→ YOUR INSTRUCTIONS
The expected response is the entire set of entries, copied exactly.

(Data excerpts)
- Opening Delimiter -

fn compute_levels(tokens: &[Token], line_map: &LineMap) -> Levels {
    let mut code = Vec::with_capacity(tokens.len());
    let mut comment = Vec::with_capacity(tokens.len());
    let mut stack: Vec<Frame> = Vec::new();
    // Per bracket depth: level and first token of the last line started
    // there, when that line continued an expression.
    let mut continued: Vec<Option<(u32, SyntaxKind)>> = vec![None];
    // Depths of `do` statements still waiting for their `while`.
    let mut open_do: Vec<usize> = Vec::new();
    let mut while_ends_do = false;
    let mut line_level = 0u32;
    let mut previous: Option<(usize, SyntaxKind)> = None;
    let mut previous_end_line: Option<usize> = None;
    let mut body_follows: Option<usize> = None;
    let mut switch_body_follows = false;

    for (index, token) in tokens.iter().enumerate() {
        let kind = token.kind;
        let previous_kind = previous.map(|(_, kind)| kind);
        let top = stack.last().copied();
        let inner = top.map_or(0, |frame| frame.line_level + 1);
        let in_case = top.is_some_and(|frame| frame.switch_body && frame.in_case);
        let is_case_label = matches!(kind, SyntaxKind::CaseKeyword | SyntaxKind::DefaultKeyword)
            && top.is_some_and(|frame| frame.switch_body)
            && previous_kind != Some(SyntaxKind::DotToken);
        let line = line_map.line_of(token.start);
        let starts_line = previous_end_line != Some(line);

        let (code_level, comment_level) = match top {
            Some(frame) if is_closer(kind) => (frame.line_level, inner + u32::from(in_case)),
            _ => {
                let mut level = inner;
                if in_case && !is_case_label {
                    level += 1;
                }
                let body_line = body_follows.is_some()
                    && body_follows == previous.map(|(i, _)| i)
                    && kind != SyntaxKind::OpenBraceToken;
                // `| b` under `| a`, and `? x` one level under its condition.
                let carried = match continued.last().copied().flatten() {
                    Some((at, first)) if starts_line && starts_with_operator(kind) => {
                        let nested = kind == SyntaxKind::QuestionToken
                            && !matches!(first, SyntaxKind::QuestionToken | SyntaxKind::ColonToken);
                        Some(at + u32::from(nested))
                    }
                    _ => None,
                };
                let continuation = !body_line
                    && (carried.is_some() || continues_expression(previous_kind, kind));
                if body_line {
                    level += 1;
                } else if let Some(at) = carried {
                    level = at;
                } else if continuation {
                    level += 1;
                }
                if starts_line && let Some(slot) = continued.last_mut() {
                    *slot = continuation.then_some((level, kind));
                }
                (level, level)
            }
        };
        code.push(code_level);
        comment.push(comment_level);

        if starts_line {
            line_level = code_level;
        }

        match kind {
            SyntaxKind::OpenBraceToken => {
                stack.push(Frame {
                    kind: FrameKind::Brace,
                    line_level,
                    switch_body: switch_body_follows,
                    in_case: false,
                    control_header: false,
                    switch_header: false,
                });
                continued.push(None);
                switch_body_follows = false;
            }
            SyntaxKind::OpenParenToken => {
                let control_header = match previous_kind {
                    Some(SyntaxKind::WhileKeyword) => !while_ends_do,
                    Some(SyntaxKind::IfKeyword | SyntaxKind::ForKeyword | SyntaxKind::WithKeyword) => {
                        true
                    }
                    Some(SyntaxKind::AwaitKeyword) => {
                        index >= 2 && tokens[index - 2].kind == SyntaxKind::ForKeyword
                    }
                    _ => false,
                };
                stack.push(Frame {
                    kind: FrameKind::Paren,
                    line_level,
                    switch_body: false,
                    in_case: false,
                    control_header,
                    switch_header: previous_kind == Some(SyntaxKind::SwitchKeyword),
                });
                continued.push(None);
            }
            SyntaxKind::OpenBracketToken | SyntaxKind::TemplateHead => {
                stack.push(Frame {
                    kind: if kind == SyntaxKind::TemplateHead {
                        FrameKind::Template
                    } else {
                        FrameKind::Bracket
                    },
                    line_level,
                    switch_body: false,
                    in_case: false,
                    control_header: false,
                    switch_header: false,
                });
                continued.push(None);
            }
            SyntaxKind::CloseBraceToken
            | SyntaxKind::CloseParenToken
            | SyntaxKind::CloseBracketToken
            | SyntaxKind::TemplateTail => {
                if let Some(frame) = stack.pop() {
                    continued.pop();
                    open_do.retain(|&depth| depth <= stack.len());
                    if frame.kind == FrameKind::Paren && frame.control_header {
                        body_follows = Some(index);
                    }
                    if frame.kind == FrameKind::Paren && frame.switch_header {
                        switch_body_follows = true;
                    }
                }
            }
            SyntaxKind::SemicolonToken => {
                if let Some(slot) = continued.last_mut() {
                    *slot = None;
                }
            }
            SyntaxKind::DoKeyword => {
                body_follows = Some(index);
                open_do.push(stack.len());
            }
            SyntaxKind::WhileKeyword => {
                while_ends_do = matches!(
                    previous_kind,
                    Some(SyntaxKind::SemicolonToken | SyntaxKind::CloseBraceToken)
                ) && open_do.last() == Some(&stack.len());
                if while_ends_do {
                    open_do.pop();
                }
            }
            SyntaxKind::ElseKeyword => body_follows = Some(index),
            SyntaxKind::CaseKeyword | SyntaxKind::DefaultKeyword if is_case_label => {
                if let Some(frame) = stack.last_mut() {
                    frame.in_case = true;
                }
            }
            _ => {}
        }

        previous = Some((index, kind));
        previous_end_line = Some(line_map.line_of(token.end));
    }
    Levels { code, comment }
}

- Closing Delimiter -

→ RESULT
fn compute_levels(tokens: &[Token], line_map: &LineMap) -> Levels {
    let mut code = Vec::with_capacity(tokens.len());
    let mut comment = Vec::with_capacity(tokens.len());
    let mut stack: Vec<Frame> = Vec::new();
    // Per bracket depth: level and first token of the last line started
    // there, when that line continued an expression.
    let mut continued: Vec<Option<(u32, SyntaxKind)>> = vec![None];
    // Depths of `do` statements still waiting for their `while`.
    let mut open_do: Vec<usize> = Vec::new();
    let mut while_ends_do = false;
    let mut line_level = 0u32;
    let mut previous: Option<(usize, SyntaxKind)> = None;
    let mut previous_end_line: Option<usize> = None;
    let mut body_follows: Option<usize> = None;
    let mut switch_body_follows = false;

    for (index, token) in tokens.iter().enumerate() {
        let kind = token.kind;
        let previous_kind = previous.map(|(_, kind)| kind);
        let top = stack.last().copied();
        let inner = top.map_or(0, |frame| frame.line_level + 1);
        let in_case = top.is_some_and(|frame| frame.switch_body && frame.in_case);
        let is_case_label = matches!(kind, SyntaxKind::CaseKeyword | SyntaxKind::DefaultKeyword)
            && top.is_some_and(|frame| frame.switch_body)
            && previous_kind != Some(SyntaxKind::DotToken);
        let line = line_map.line_of(token.start);
        let starts_line = previous_end_line != Some(line);

        let (code_level, comment_level) = match top {
            Some(frame) if is_closer(kind) => (frame.line_level, inner + u32::from(in_case)),
            _ => {
                let mut level = inner;
                if in_case && !is_case_label {
                    level += 1;
                }
                let body_line = body_follows.is_some()
                    && body_follows == previous.map(|(i, _)| i)
                    && kind != SyntaxKind::OpenBraceToken;
                // `| b` under `| a`, and `? x` one level under its condition.
                let carried = match continued.last().copied().flatten() {
                    Some((at, first)) if starts_line && starts_with_operator(kind) => {
                        let nested = kind == SyntaxKind::QuestionToken
                            && !matches!(first, SyntaxKind::QuestionToken | SyntaxKind::ColonToken);
                        Some(at + u32::from(nested))
                    }
                    _ => None,
                };
                let continuation = !body_line
                    && (carried.is_some() || continues_expression(previous_kind, kind));
                if body_line {
                    level += 1;
                } else if let Some(at) = carried {
                    level = at;
                } else if continuation {
                    level += 1;
                }
                if starts_line && let Some(slot) = continued.last_mut() {
                    *slot = continuation.then_some((level, kind));
                }
                (level, level)
            }
        };
        code.push(code_level);
        comment.push(comment_level);

        if starts_line {
            line_level = code_level;
        }

        match kind {
            SyntaxKind::OpenBraceToken => {
                stack.push(Frame {
                    kind: FrameKind::Brace,
                    line_level,
                    switch_body: switch_body_follows,
                    in_case: false,
                    control_header: false,
                    switch_header: false,
                });
                continued.push(None);
                switch_body_follows = false;
            }
            SyntaxKind::OpenParenToken => {
                let control_header = match previous_kind {
                    Some(SyntaxKind::WhileKeyword) => !while_ends_do,
                    Some(SyntaxKind::IfKeyword | SyntaxKind::ForKeyword | SyntaxKind::WithKeyword) => {
                        true
                    }
                    Some(SyntaxKind::AwaitKeyword) => {
                        index >= 2 && tokens[index - 2].kind == SyntaxKind::ForKeyword
                    }
                    _ => false,
                };
                stack.push(Frame {
                    kind: FrameKind::Paren,
                    line_level,
                    switch_body: false,
                    in_case: false,
                    control_header,
                    switch_header: previous_kind == Some(SyntaxKind::SwitchKeyword),
                });
                continued.push(None);
            }
            SyntaxKind::OpenBracketToken | SyntaxKind::TemplateHead => {
                stack.push(Frame {
                    kind: if kind == SyntaxKind::TemplateHead {
                        FrameKind::Template
                    } else {
                        FrameKind::Bracket
                    },
                    line_level,
                    switch_body: false,
                    in_case: false,
                    control_header: false,
                    switch_header: false,
                });
                continued.push(None);
            }
            SyntaxKind::CloseBraceToken
            | SyntaxKind::CloseParenToken
            | SyntaxKind::CloseBracketToken
            | SyntaxKind::TemplateTail => {
                if let Some(frame) = stack.pop() {
                    continued.pop();
                    open_do.retain(|&depth| depth <= stack.len());
                    if frame.kind == FrameKind::Paren && frame.control_header {
                        body_follows = Some(index);
                    }
                    if frame.kind == FrameKind::Paren && frame.switch_header {
                        switch_body_follows = true;
                    }
                }
            }
            SyntaxKind::SemicolonToken => {
                if let Some(slot) = continued.last_mut() {
                    *slot = None;
                }
            }
            SyntaxKind::DoKeyword => {
                body_follows = Some(index);
                open_do.push(stack.len());
            }
            SyntaxKind::WhileKeyword => {
                while_ends_do = matches!(
                    previous_kind,
                    Some(SyntaxKind::SemicolonToken | SyntaxKind::CloseBraceToken)
                ) && open_do.last() == Some(&stack.len());
                if while_ends_do {
                    open_do.pop();
                }
            }
            SyntaxKind::ElseKeyword => body_follows = Some(index),
            SyntaxKind::CaseKeyword | SyntaxKind::DefaultKeyword if is_case_label => {
                if let Some(frame) = stack.last_mut() {
                    frame.in_case = true;
                }
            }
            _ => {}
        }

        previous = Some((index, kind));
        previous_end_line = Some(line_map.line_of(token.end));
    }
    Levels { code, comment }
}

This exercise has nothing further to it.